Crucially, Paul felt the team’s growing assurance has translated onto the plate and into the dining room.
He said: “I feel as though the last two years I’ve been a lot more confident in my own skin of what we’re doing at The Forest Side. Anyone who’s cooking with confidence, you can see it in the end product - with morale in the kitchen, the guest atmosphere, and ultimately the food as well.”
Five rosettes vs. the Michelin star: different, but equally cherished
The Forest Side also holds one Michelin star, recognition Paul cherishes alongside the new rosettes.
He said: “I think they’re both different. We cherish our star - it’s a worldwide recognition of excellence. We respect and appreciate them both just as much as each other and we’re super grateful to be awarded them.”
However, five rosettes places the Lake District restaurant among an elite group - a reality that is both thrilling and sobering.
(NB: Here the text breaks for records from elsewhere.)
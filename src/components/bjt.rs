//! BJT (Bipolar Junction Transistor) model.
//!
//! Ebers-Moll transport model for NPN and PNP transistors, with a
//! first-order Early effect on the transport current:
//!
//! ```text
//! It = (If - Ir) * (1 - Vbc/Va)
//! Ic = It - Ir/BR
//! Ib = If/BF + Ir/BR
//! ```
//!
//! where If, Ir are the base-emitter and base-collector junction currents.
//! Gmin is placed in parallel with both junctions.

use num_complex::Complex64;

use super::diode::{junction, pnjlim, step_fraction};
use super::stamp::{AcContext, EvalContext, Stamp};
use super::{require_positive, Component};
use crate::circuit::{ComponentId, NodeId};
use crate::error::{Result, SimError};
use crate::solver::GMIN;
use crate::THERMAL_VOLTAGE;

/// BJT type (NPN or PNP).
#[derive(Debug, Clone, Copy, PartialEq, Eq)]
pub enum BjtType {
    Npn,
    Pnp,
}

impl BjtType {
    fn polarity(self) -> f64 {
        match self {
            BjtType::Npn => 1.0,
            BjtType::Pnp => -1.0,
        }
    }
}

/// Parameters for a BJT model.
#[derive(Debug, Clone, PartialEq)]
pub struct BjtParams {
    /// Forward current gain (β_F)
    pub beta_f: f64,
    /// Reverse current gain (β_R)
    pub beta_r: f64,
    /// Transport saturation current
    pub is: f64,
    /// Ideality factor
    pub n: f64,
    /// Early voltage (for output resistance), 0 = infinite
    pub va: f64,
}

impl Default for BjtParams {
    fn default() -> Self {
        Self {
            beta_f: 100.0,
            beta_r: 1.0,
            is: 1e-14,
            n: 1.0,
            va: 100.0,
        }
    }
}

impl BjtParams {
    /// Thermal voltage times ideality factor.
    pub fn n_vt(&self) -> f64 {
        self.n * THERMAL_VOLTAGE
    }

    fn v_crit(&self) -> f64 {
        let n_vt = self.n_vt();
        n_vt * (n_vt / (std::f64::consts::SQRT_2 * self.is)).ln()
    }
}

/// Terminal currents and partial derivatives at one bias point.
///
/// Currents flow into the device. Derivatives are with respect to the
/// junction voltages Vbe and Vbc as seen by the terminals.
#[derive(Debug, Clone, Copy, PartialEq)]
pub struct BjtEval {
    pub ic: f64,
    pub ib: f64,
    pub dic_dvbe: f64,
    pub dic_dvbc: f64,
    pub dib_dvbe: f64,
    pub dib_dvbc: f64,
}

impl BjtEval {
    /// Emitter current into the device.
    pub fn ie(&self) -> f64 {
        -(self.ic + self.ib)
    }

    /// Terminal currents `[c, b, e]` and their Jacobian with respect to
    /// terminal voltages `[Vc, Vb, Ve]`.
    fn terminal_jacobian(&self) -> ([f64; 3], Vec<Vec<f64>>) {
        // Vbe = Vb - Ve, Vbc = Vb - Vc
        let row = |d_vbe: f64, d_vbc: f64| vec![-d_vbc, d_vbe + d_vbc, -d_vbe];
        let c = row(self.dic_dvbe, self.dic_dvbc);
        let b = row(self.dib_dvbe, self.dib_dvbc);
        let e: Vec<f64> = c.iter().zip(&b).map(|(x, y)| -(x + y)).collect();
        ([self.ic, self.ib, self.ie()], vec![c, b, e])
    }
}

/// A BJT component.
#[derive(Debug, Clone, PartialEq)]
pub struct Bjt {
    pub id: ComponentId,
    pub name: String,
    pub nodes: [NodeId; 3], // [collector, base, emitter]
    pub bjt_type: BjtType,
    pub params: BjtParams,
}

impl Bjt {
    /// Create a new BJT.
    pub fn new(
        id: ComponentId,
        name: String,
        nodes: [NodeId; 3],
        bjt_type: BjtType,
        params: BjtParams,
    ) -> Result<Self> {
        require_positive(&name, "bf", params.beta_f)?;
        require_positive(&name, "br", params.beta_r)?;
        require_positive(&name, "is", params.is)?;
        require_positive(&name, "n", params.n)?;
        if !(params.va >= 0.0) {
            return Err(SimError::invalid_parameter(&name, "va", "must be zero (disabled) or positive"));
        }
        Ok(Self {
            id,
            name,
            nodes,
            bjt_type,
            params,
        })
    }

    /// Get the collector node.
    pub fn collector(&self) -> NodeId {
        self.nodes[0]
    }

    /// Get the base node.
    pub fn base(&self) -> NodeId {
        self.nodes[1]
    }

    /// Get the emitter node.
    pub fn emitter(&self) -> NodeId {
        self.nodes[2]
    }

    /// Junction voltages (Vbe, Vbc) in a solution vector.
    pub fn junction_voltages(&self, ctx: &EvalContext<'_>) -> (f64, f64) {
        let v_b = ctx.voltage(self.base());
        (v_b - ctx.voltage(self.emitter()), v_b - ctx.voltage(self.collector()))
    }

    /// Evaluate terminal currents and derivatives at (Vbe, Vbc).
    pub fn evaluate(&self, v_be: f64, v_bc: f64) -> BjtEval {
        let p = self.bjt_type.polarity();
        let n_vt = self.params.n_vt();
        let (vbe, vbc) = (p * v_be, p * v_bc);

        let (i_f, g_f) = junction(self.params.is, n_vt, vbe);
        let (i_r, g_r) = junction(self.params.is, n_vt, vbc);

        let (early, d_early) = if self.params.va > 0.0 {
            (1.0 - vbc / self.params.va, -1.0 / self.params.va)
        } else {
            (1.0, 0.0)
        };

        let bf = self.params.beta_f;
        let br = self.params.beta_r;
        let i_t = (i_f - i_r) * early;

        let ic = i_t - i_r / br - GMIN * vbc;
        let ib = i_f / bf + i_r / br + GMIN * (vbe + vbc);

        // The polarity flips both the voltages and the currents, so the
        // derivatives keep their sign.
        BjtEval {
            ic: p * ic,
            ib: p * ib,
            dic_dvbe: g_f * early,
            dic_dvbc: -g_r * early + (i_f - i_r) * d_early - g_r / br - GMIN,
            dib_dvbe: g_f / bf + GMIN,
            dib_dvbc: g_r / br + GMIN,
        }
    }

    /// Linearized stamp at the present Newton guess.
    pub fn stamp(&self, ctx: &EvalContext<'_>) -> Stamp<f64> {
        let v0 = [
            ctx.voltage(self.collector()),
            ctx.voltage(self.base()),
            ctx.voltage(self.emitter()),
        ];
        let eval = self.evaluate(v0[1] - v0[2], v0[1] - v0[0]);
        let (currents, jacobian) = eval.terminal_jacobian();
        let mut stamp = Stamp::new();
        stamp.linearized(&self.nodes, &v0, &currents, &jacobian);
        stamp
    }

    /// Small-signal hybrid-pi admittances at the operating point.
    pub fn ac_stamp(&self, ctx: &AcContext<'_>) -> Stamp<Complex64> {
        let v_b = ctx.voltage(self.base());
        let eval = self.evaluate(v_b - ctx.voltage(self.emitter()), v_b - ctx.voltage(self.collector()));
        let (_, jacobian) = eval.terminal_jacobian();
        let mut stamp = Stamp::new();
        for (k, &row) in self.nodes.iter().enumerate() {
            for (j, &col) in self.nodes.iter().enumerate() {
                if jacobian[k][j] != 0.0 {
                    stamp.add(row, col, Complex64::new(jacobian[k][j], 0.0));
                }
            }
        }
        stamp
    }

    /// Terminal currents `[Ic, Ib, Ie]` into the device.
    pub fn terminal_currents(&self, ctx: &EvalContext<'_>) -> [f64; 3] {
        let (v_be, v_bc) = self.junction_voltages(ctx);
        let eval = self.evaluate(v_be, v_bc);
        [eval.ic, eval.ib, eval.ie()]
    }

    /// Fraction of the Newton step from `old` to `new` both junctions accept.
    pub fn step_fraction(&self, old: &EvalContext<'_>, new: &EvalContext<'_>) -> f64 {
        let p = self.bjt_type.polarity();
        let n_vt = self.params.n_vt();
        let v_crit = self.params.v_crit();
        let (be_old, bc_old) = self.junction_voltages(old);
        let (be_new, bc_new) = self.junction_voltages(new);
        let limit = |v_old: f64, v_new: f64| {
            let (o, n) = (p * v_old, p * v_new);
            step_fraction(o, n, pnjlim(n, o, n_vt, v_crit))
        };
        limit(be_old, be_new).min(limit(bc_old, bc_new))
    }
}

impl From<Bjt> for Component {
    fn from(q: Bjt) -> Self {
        Component::Bjt(q)
    }
}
He added: “It means the world. It puts us alongside some absolute legends of the industry, really humbling and incredible. But we also know that we’ve got standards to keep now. We know we’re at a place where people will be looking at us now… and we’ve got to deliver one hundred and ten percent every time.”
The moment The Forest Side felt like home
The pull of The Forest Side proved wildly successful.
He said: “We admired The Forest Side and when the opportunity came up, we took it with both hands and I guess the rest is history. We’re six years in and I feel as though the journey’s just getting started. I’m super happy with where we’re at. We’re building the team and an ethos… doing it quite organically. We’re not rushing into anything; we’re letting things build and making sure the food we’re cooking is consistent.”
‘You can’t do anything without the team’
For Paul, the award belongs to the whole house.
He added: “You can’t do anything without the team. I’m super lucky - there’s two people in our kitchen who have been with me from day one at The Forest Side. That’s Phil, our pastry chef, and Niall, my sous chef. That backbone gives you the stability that’s needed to cook at this level.”
Alongside that core, he credited a hungry young brigade, adding: “We’ve got a group of young lads, they bring passion, questions - it’s quite inspiring. They make you think, they look at slightly different trends and it really makes it a collective food we produce.”
Recognition also extended beyond the pass.
He explained: “It’s not about the team we’ve just got now. Everyone who’s worked at The Forest Side - front of house, kitchen porter, or in the kitchen - they’ve all played a part in getting us to where we are now. And it comes from the top as well: Andrew Wildsmith, the owner, and Alasdair Elwick, the general manager. It’s easy as a chef to take the credit… but that’s not really my style.”